- **Work instruction**
Which lines of the data below hold "await"? Copy each of them.

┌──

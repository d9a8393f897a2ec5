//! Store doubles for exercising failure paths.

use apiflow_core::store::{KeyValueStore, StoreCallback, StoreError, Subscription};
use futures::future::{self, BoxFuture};
use serde_json::Value;
use std::collections::HashSet;

/// Operation of a [`KeyValueStore`].
#[derive(Debug, Clone, Copy, PartialEq, Eq, Hash)]
pub enum StoreOperation {
    /// `get`
    Get,
    /// `set`
    Set,
    /// `delete`
    Delete,
    /// `keys`
    Keys,
}

/// Store whose selected operations always fail.
///
/// Operations that are not selected behave like an empty store.
///
/// # Example
///
/// ```
/// use apiflow_testing::{FailingStore, StoreOperation};
/// use apiflow_core::store::KeyValueStore;
///
/// # tokio_test::block_on(async {
/// let store = FailingStore::only([StoreOperation::Set]);
/// assert!(store.set("k", serde_json::json!(1)).await.is_err());
/// assert_eq!(store.get("k").await, Ok(None));
/// # });
/// ```
#[derive(Debug, Clone)]
pub struct FailingStore {
    failing: HashSet<StoreOperation>,
}

impl FailingStore {
    /// Every operation fails.
    #[must_use]
    pub fn new() -> Self {
        Self::only([
            StoreOperation::Get,
            StoreOperation::Set,
            StoreOperation::Delete,
            StoreOperation::Keys,
        ])
    }

    /// Only the given operations fail.
    #[must_use]
    pub fn only(operations: impl IntoIterator<Item = StoreOperation>) -> Self {
        Self {
            failing: operations.into_iter().collect(),
        }
    }

    fn check(&self, operation: StoreOperation) -> Result<(), StoreError> {
        if self.failing.contains(&operation) {
            Err(StoreError::Unavailable(format!("{operation:?} is failing")))
        } else {
            Ok(())
        }
    }
}

impl Default for FailingStore {
    fn default() -> Self {
        Self::new()
    }
}

impl KeyValueStore for FailingStore {
    fn get<'a>(&'a self, _key: &'a str) -> BoxFuture<'a, Result<Option<Value>, StoreError>> {
        Box::pin(future::ready(self.check(StoreOperation::Get).map(|()| None)))
    }

    fn set<'a>(&'a self, _key: &'a str, _value: Value) -> BoxFuture<'a, Result<(), StoreError>> {
        Box::pin(future::ready(self.check(StoreOperation::Set)))
    }

    fn delete<'a>(&'a self, _key: &'a str) -> BoxFuture<'a, Result<(), StoreError>> {
        Box::pin(future::ready(self.check(StoreOperation::Delete)))
    }

    fn keys(&self) -> BoxFuture<'_, Result<Vec<String>, StoreError>> {
        Box::pin(future::ready(self.check(StoreOperation::Keys).map(|()| Vec::new())))
    }

    fn subscribe(&self, _key: &str, _callback: StoreCallback) -> Subscription {
        Subscription::noop()
    }
}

└──

- **Response box**
/// assert!(store.set("k", serde_json::json!(1)).await.is_err());
/// assert_eq!(store.get("k").await, Ok(None));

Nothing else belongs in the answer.